What are some complications that go with measles? who is at high risk? contagious factor, and vaccines

A
  • Common complications from measles include
    • otitis media
    • bronchopneumoniaa,
    • laryngothrachebronchitis,
    • diarrhea
  • Serious illness
    • One out of every 1000 measles cases will develop encephalitis which often results in permanent brain damage
    • one or two out of every 1000 children who become infected with measles will die frrom respiraotyr and neurologic complications
  • Subacute scleoriss parencephalaitis (SSPE) is rare but fatal degenerative disease of the CNS that is characterized by behavioral and intellectual deterioration and seizures that generally develop 7 to 10 years after measles infection.

High risk

  • infants and children less than 5
  • adults aged more than 20
    • some not immunized, some only got 1 immunization.
  • pregnant women
    • can pass to fetus, cause death, hearign loss or other congenital defects
  • peole with compromised immune systems such as leukemia and HIV infection.

spreadability

  • one of the most contagious of respiratory spead infections
  • 9 in 10 people who do not have immunity will become infected if exposed.

Vaccine preventable

  • first dose at age 12-15 months
  • second dose at age 4-6 years or at least 28 days following first dose
  • adolescents 2 doses 28 days apart
  • adults born after 1857 2 doses 28 days apart or proof of immuinity
  • currently considered 3rd dose.
  • This is a live virus vaccine.
31
Q

Herpes Zoster definition. Pattern? diagnosis? treatment?

A
  • Latent varicella zoster virus
  • s/s
    • Get a prodrome - burning and tingling at site of eruption
    • Vesicular dermatomal lesions –> follows the nerves
    • Does not cross midline unless it disseminates – only if someone is immunosupressed.
    • Painful
    • can also get on the face called herpes zoster ophthalmacus.
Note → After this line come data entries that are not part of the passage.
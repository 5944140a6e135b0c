//! Error types for delta-cache operations.
//!
//! The [`Result`] type alias provides a shorthand for operations that may fail.
//!
//! # Error Categories
//!
//! | Category | Variants | Recoverable by full re-fetch |
//! |----------|----------|------------------------------|
//! | History | `EmptyHistory`, `UnknownVersion` | `UnknownVersion` only |
//! | Patching | `PatchMismatch`, `Reconciliation` | Yes |
//! | Transport | `BodyBuffer`, `Http` | No |
//! | Encoding | `Json` | No |
//! | Configuration | `Config` | No |
//!
//! Negotiation never surfaces `UnknownVersion` to a client: the middleware
//! resolves it locally into a full `200` response.
//!
//! # Examples
//!
//! ```
//! use delta_cache::DeltaError;
//!
//! let err = DeltaError::PatchMismatch("source has 3 chars, script expects 5".into());
//! assert!(err.is_recoverable());
//! assert!(err.to_string().contains("expects 5"));
//! ```

use thiserror::Error;

/// Result type for delta-cache operations.
pub type Result<T> = std::result::Result<T, DeltaError>;

/// Errors that can occur while recording versions, computing or applying
/// edit scripts, and reconciling delta responses.
#[derive(Error, Debug)]
#[non_exhaustive]
pub enum DeltaError {
    /// A history was queried before any version was added to it.
    ///
    /// The middleware always adds a version before querying, so this marks
    /// a broken internal invariant.
    #[error("No versions recorded for resource {0}")]
    EmptyHistory(String),

    /// The requested version id is not retained for this resource.
    ///
    /// Either it never existed or it was evicted by the history bound.
    #[error("Unknown version {id} for resource {key}")]
    UnknownVersion { key: String, id: String },

    /// An edit script does not line up with the text it is applied to.
    #[error("Patch mismatch: {0}")]
    PatchMismatch(String),

    /// A client could not rebuild the current representation from a delta.
    ///
    /// Recovery: drop the cached version and request again without a
    /// validator, which forces a full response.
    #[error("Reconciliation failed: {0}")]
    Reconciliation(String),

    /// The handler's response body could not be buffered.
    #[error("Failed to buffer response body: {0}")]
    BodyBuffer(String),

    /// Unexpected HTTP status or transport failure seen by the client.
    #[error("HTTP error: {0}")]
    Http(String),

    /// Edit script (de)serialization failed.
    #[error("JSON error: {0}")]
    Json(#[from] serde_json::Error),

    /// Invalid configuration values.
    #[error("Configuration error: {0}")]
    Config(String),
}

#[cfg(feature = "client")]
impl From<reqwest::Error> for DeltaError {
    fn from(err: reqwest::Error) -> Self {
        DeltaError::Http(err.to_string())
    }
}

impl DeltaError {
    /// Check whether re-requesting the resource without a validator fixes
    /// this error.
    ///
    /// ```
    /// use delta_cache::DeltaError;
    ///
    /// assert!(DeltaError::Reconciliation("diverged".into()).is_recoverable());
    /// assert!(!DeltaError::BodyBuffer("too large".into()).is_recoverable());
    /// ```
    #[inline]
    #[must_use]
    pub fn is_recoverable(&self) -> bool {
        matches!(
            self,
            DeltaError::UnknownVersion { .. }
                | DeltaError::PatchMismatch(_)
                | DeltaError::Reconciliation(_)
        )
    }
}

#[cfg(test)]
mod tests {
    use super::*;

    #[test]
    fn test_unknown_version_is_recoverable() {
        let err = DeltaError::UnknownVersion {
            key: "/doc".into(),
            id: "abc".into(),
        };
        assert!(err.is_recoverable());
        assert!(err.to_string().contains("abc"));
        assert!(err.to_string().contains("/doc"));
    }

    #[test]
    fn test_empty_history_not_recoverable() {
        let err = DeltaError::EmptyHistory("/doc".into());
        assert!(!err.is_recoverable());
        assert!(err.to_string().contains("/doc"));
    }

    #[test]
    fn test_body_buffer_not_recoverable() {
        assert!(!DeltaError::BodyBuffer("length limit exceeded".into()).is_recoverable());
    }

    #[test]
    fn test_config_error_display() {
        let err = DeltaError::Config("max_versions must be at least 1".into());
        assert!(err.to_string().starts_with("Configuration error"));
    }

    #[test]
    fn test_json_error_from() {
        let parse = serde_json::from_str::<serde_json::Value>("{").unwrap_err();
        let err: DeltaError = parse.into();
        assert!(matches!(err, DeltaError::Json(_)));
        assert!(!err.is_recoverable());
    }
}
Can be associated with a stroke.
  • dx
    • No accurate lab test, only a clinical diagnosis
  • tx
    • Antivirals started within 1st 72 hours of onset of vesciles/prodrome
    • acyclovir, famcyclovir, valacyclovir are options
    • vaccine preventable
      • shringrex killed preparation 2 shot series starting at age 50
      • zostavax- live virus - not used as much any more.